Writing this post is emotional for me. In all honesty, I have mixed feelings about the results. They conflict each other and it doesn’t make any sense.
It took some work on my part, and then I wanted to wait until July to get my genetic testing done. Our deductible resets July 1, so it didn’t make sense to get the genetic testing done until then since we were so close.
My insurance covered the cost of the test because of my family history. There was a small workaround, I paid for it since it was cheaper to do it that way and then was reimbursed. The day I got the letter approving the testing I found myself in my doctors office having my blood drawn.
Within a week the results were ready for me, but I couldn’t see them until my doctor reviewed them. So I called, and they told me they didn’t have them. I requested that the results be shared with me by the lab that did the test. I would have to wait a month.

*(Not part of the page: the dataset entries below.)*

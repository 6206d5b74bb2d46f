//! Page Load Trace CLI
//!
//! Computes page-load interactivity metrics from browser performance traces.

use anyhow::Result;
use clap::{Parser, Subcommand};
use env_logger::Env;
use std::path::PathBuf;

use page_load_trace::commands::{
    display_schema, display_version, execute_analyze, validate_args, validate_report_file,
    AnalyzeArgs,
};
use page_load_trace::loading::DclSelection;

/// Page Load Trace - interactivity metrics for page loads
#[derive(Parser, Debug)]
#[command(name = "page-trace")]
#[command(version, about, long_about = None)]
struct Cli {
    /// Subcommand to execute
    #[command(subcommand)]
    command: Commands,

    /// Enable verbose logging
    #[arg(short, long, global = true)]
    verbose: bool,
}

/// Available commands
#[derive(Subcommand, Debug)]
enum Commands {
    /// Analyze a trace and report load expectations
    Analyze {
        /// Trace JSON file (Chrome Trace Event format)
        #[arg(short, long)]
        trace: PathBuf,

        /// Output path for JSON report (placed in artifacts/ by default)
        #[arg(short, long, default_value = "artifacts/load_report.json")]
        output: PathBuf,

        /// Analysis configuration file (TOML)
        #[arg(short, long)]
        config: Option<PathBuf>,

        /// Which DOMContentLoadedEnd wins when a navigation has several
        #[arg(long, value_enum)]
        dcl_selection: Option<DclSelection>,

        /// Print text summary to stdout
        #[arg(long)]
        summary: bool,
    },

    /// Validate a report JSON file
    Validate {
        /// Path to report JSON file
        #[arg(short, long)]
        file: PathBuf,
    },

    /// Display schema information
    Schema {
        /// Show full schema details
        #[arg(long)]
        show: bool,
    },

    /// Display version information
    Version,
}

fn main() -> Result<()> {
    // Parse CLI arguments
    let cli = Cli::parse();

    // Setup logging
    let log_level = if cli.verbose { "debug" } else { "info" };
    env_logger::Builder::from_env(Env::default().default_filter_or(log_level)).init();

    match cli.command {
        Commands::Analyze {
            trace,
            mut output,
            config,
            dcl_selection,
            summary,
        } => {
            // Ensure the report goes to artifacts/ if no directory is specified
            if output.parent().map(|p| p.as_os_str().is_empty()).unwrap_or(true) {
                output = PathBuf::from("artifacts").join(output);
            }

            let args = AnalyzeArgs {
                trace,
                output_json: output,
                config,
                dcl_selection,
                print_summary: summary,
            };

            validate_args(&args)?;
            execute_analyze(args)?;
        }

        Commands::Validate { file } => {
            validate_report_file(file)?;
        }

        Commands::Schema { show } => {
            display_schema(show);
        }

        Commands::Version => {
            display_version();
        }
    }

    Ok(())
}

I called back again and got the same response from my doctor. And a few weeks later called and explained that they would have to log in to the website for the lab and get my results. This was torture for me.
A few minutes later they called me back with the results.
Negative.
You guys. This is so frustrating. I am now stuck waiting for my body to have cancer before I can do anything. I can’t be preventative in my health. While I know that I may not get cancer, the possibility is there for me. Especially with my mom, her mom and my grandma all having breast cancer.
You guys. This is so amazing. I know that I haven’t passed the BRCA gene down to my daughters! It isn’t a cancer sentence for them! I can hope that this means they can live life with less worry.